> [Dataset records]:
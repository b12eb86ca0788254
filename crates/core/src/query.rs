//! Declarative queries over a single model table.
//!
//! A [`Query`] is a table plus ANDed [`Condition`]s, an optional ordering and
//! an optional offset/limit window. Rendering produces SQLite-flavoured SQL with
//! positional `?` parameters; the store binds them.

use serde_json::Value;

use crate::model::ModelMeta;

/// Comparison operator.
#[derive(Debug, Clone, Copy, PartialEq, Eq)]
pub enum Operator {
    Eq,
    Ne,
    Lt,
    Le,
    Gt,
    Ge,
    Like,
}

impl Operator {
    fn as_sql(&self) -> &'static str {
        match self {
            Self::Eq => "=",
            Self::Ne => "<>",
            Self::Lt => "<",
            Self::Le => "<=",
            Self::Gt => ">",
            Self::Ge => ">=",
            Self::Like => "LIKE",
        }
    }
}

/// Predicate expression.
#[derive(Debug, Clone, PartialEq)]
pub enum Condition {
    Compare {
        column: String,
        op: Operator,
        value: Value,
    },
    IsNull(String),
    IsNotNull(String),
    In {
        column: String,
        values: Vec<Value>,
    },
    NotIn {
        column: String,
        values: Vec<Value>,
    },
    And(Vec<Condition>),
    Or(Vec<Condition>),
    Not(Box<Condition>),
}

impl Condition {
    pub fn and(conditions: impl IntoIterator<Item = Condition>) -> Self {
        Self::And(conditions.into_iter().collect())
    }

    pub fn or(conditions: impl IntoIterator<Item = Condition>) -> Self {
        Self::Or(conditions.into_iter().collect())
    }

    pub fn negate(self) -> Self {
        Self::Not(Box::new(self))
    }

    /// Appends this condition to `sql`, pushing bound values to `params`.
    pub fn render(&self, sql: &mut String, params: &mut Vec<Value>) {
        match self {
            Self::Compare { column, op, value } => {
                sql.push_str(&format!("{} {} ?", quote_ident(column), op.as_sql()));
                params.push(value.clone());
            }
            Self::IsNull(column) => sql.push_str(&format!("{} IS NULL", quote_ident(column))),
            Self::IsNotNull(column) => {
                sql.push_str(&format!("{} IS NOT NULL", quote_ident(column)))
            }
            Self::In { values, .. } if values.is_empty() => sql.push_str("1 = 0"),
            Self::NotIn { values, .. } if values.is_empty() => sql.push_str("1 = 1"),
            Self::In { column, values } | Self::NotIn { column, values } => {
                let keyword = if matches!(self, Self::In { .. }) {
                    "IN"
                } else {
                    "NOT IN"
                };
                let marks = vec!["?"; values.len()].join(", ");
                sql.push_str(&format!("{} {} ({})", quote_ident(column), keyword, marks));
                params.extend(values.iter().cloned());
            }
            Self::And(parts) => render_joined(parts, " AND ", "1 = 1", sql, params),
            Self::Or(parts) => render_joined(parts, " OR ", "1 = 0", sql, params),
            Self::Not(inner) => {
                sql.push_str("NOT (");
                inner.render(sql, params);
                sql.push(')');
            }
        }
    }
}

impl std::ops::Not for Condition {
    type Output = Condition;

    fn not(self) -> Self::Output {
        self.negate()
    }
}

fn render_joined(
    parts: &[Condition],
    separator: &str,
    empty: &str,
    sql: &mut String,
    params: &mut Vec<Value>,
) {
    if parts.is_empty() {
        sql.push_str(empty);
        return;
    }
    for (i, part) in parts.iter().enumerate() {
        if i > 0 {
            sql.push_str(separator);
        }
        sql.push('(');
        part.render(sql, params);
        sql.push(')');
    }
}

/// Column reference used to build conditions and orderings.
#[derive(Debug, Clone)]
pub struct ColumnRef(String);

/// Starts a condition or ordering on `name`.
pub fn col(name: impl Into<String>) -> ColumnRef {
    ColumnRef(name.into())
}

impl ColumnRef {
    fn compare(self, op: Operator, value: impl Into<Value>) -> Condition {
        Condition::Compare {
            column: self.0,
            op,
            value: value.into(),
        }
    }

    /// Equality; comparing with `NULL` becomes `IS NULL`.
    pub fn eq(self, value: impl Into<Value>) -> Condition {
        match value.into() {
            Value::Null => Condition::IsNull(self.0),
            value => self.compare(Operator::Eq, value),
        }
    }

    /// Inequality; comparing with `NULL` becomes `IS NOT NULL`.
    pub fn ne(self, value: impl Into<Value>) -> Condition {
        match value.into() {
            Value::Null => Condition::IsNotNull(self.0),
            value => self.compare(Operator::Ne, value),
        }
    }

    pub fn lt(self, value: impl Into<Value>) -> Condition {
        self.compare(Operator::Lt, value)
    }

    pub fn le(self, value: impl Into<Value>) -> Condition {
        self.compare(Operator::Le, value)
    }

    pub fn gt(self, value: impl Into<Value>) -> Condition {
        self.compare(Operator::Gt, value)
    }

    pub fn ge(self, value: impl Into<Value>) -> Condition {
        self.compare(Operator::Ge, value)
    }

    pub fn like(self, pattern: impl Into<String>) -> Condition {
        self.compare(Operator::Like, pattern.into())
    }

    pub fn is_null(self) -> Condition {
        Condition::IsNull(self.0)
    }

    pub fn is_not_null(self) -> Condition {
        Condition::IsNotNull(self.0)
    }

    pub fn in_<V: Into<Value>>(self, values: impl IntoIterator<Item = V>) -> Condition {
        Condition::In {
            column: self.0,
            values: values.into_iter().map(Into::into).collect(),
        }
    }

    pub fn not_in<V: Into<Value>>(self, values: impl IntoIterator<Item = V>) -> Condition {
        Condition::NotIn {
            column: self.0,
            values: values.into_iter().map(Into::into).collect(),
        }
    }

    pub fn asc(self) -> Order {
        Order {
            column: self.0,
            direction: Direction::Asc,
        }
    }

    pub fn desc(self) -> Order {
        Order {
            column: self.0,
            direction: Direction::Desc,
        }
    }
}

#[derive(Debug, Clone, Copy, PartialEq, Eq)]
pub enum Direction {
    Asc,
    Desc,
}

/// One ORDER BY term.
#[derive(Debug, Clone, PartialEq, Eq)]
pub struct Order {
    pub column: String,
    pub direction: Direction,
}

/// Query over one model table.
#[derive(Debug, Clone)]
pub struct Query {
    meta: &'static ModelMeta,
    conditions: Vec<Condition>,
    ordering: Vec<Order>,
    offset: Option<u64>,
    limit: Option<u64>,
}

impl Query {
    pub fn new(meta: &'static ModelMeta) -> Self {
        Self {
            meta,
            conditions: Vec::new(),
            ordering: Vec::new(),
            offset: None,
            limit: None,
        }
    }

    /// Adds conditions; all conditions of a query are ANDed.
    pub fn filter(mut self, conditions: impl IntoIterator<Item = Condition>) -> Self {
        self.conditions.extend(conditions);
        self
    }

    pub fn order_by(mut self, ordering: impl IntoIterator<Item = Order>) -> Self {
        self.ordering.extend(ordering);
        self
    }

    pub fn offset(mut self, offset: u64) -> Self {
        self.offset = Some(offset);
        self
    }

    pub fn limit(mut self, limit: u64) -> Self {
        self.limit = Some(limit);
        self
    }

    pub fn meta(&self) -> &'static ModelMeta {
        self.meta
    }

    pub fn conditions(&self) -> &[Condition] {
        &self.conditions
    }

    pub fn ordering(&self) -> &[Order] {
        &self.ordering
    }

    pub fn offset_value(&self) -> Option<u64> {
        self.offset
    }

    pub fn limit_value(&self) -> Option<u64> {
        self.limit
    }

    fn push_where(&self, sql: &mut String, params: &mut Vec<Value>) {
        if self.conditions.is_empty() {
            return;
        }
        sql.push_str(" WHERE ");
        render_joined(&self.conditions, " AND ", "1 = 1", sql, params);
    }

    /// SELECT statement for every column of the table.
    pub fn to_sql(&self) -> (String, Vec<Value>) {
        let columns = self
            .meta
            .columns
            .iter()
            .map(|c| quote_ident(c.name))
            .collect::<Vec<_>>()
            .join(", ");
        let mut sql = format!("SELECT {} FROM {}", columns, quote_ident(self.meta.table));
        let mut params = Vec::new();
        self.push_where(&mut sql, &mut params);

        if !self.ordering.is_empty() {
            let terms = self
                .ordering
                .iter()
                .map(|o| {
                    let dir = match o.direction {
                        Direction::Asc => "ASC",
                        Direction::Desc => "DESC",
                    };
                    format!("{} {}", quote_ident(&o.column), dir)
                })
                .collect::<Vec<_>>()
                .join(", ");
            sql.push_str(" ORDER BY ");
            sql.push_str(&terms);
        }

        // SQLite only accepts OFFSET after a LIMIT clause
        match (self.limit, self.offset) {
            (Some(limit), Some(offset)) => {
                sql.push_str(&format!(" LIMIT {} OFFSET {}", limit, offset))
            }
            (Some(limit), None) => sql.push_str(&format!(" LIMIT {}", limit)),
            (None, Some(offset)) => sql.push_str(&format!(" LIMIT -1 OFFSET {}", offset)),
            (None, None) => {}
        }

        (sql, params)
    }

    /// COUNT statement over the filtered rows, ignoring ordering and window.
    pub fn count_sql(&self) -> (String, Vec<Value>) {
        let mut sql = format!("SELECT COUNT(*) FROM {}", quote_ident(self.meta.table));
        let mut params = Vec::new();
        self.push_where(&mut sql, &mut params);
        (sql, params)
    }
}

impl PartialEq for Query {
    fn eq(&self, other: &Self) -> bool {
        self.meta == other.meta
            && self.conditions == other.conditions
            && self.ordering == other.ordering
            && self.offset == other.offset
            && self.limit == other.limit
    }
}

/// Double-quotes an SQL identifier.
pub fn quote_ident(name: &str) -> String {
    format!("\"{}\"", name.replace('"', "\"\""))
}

* * *

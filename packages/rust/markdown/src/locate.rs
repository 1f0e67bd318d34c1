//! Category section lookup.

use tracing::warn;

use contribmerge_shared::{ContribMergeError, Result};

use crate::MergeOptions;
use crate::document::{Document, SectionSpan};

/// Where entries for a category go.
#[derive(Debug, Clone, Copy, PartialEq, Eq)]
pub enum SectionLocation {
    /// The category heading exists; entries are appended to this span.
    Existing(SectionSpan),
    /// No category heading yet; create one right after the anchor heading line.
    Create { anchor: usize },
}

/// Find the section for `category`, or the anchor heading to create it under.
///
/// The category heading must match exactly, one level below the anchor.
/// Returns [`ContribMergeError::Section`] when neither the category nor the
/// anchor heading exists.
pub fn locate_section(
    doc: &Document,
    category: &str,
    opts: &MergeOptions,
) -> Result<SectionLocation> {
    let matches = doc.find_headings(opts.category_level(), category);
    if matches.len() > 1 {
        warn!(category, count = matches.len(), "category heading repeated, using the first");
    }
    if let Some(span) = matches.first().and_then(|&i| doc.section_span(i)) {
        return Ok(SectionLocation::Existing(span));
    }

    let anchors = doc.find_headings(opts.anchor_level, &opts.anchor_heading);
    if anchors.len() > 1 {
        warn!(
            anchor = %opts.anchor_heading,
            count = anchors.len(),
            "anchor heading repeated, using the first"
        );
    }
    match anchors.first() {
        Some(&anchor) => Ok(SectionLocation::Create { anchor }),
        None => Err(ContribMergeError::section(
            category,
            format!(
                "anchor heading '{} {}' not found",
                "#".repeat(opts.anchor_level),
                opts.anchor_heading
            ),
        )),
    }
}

...

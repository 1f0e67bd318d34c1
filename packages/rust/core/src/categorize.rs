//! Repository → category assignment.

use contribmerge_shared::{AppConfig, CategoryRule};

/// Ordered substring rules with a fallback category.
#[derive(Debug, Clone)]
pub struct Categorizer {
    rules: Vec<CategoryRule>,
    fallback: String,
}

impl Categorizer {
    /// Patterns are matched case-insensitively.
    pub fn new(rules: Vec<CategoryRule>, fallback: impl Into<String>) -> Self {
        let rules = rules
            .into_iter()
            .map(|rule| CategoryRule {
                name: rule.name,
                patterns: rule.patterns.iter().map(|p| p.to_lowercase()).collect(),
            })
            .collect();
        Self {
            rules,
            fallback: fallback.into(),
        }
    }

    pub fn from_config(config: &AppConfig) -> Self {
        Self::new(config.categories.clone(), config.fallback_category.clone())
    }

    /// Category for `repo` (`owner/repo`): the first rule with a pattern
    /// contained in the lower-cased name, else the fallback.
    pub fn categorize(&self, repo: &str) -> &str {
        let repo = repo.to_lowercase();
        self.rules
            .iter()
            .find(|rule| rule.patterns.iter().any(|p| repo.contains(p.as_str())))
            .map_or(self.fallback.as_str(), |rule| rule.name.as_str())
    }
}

> [Your task]: Take from the listing above each line that contains the string "format".

> [Reply to the task]:
                sql.push_str(&format!("{} {} ?", quote_ident(column), op.as_sql()));
            Self::IsNull(column) => sql.push_str(&format!("{} IS NULL", quote_ident(column))),
                sql.push_str(&format!("{} IS NOT NULL", quote_ident(column)))
                sql.push_str(&format!("{} {} ({})", quote_ident(column), keyword, marks));
        let mut sql = format!("SELECT {} FROM {}", columns, quote_ident(self.meta.table));
                    format!("{} {}", quote_ident(&o.column), dir)
                sql.push_str(&format!(" LIMIT {} OFFSET {}", limit, offset))
            (Some(limit), None) => sql.push_str(&format!(" LIMIT {}", limit)),
            (None, Some(offset)) => sql.push_str(&format!(" LIMIT -1 OFFSET {}", offset)),
        let mut sql = format!("SELECT COUNT(*) FROM {}", quote_ident(self.meta.table));
    format!("\"{}\"", name.replace('"', "\"\""))
            format!(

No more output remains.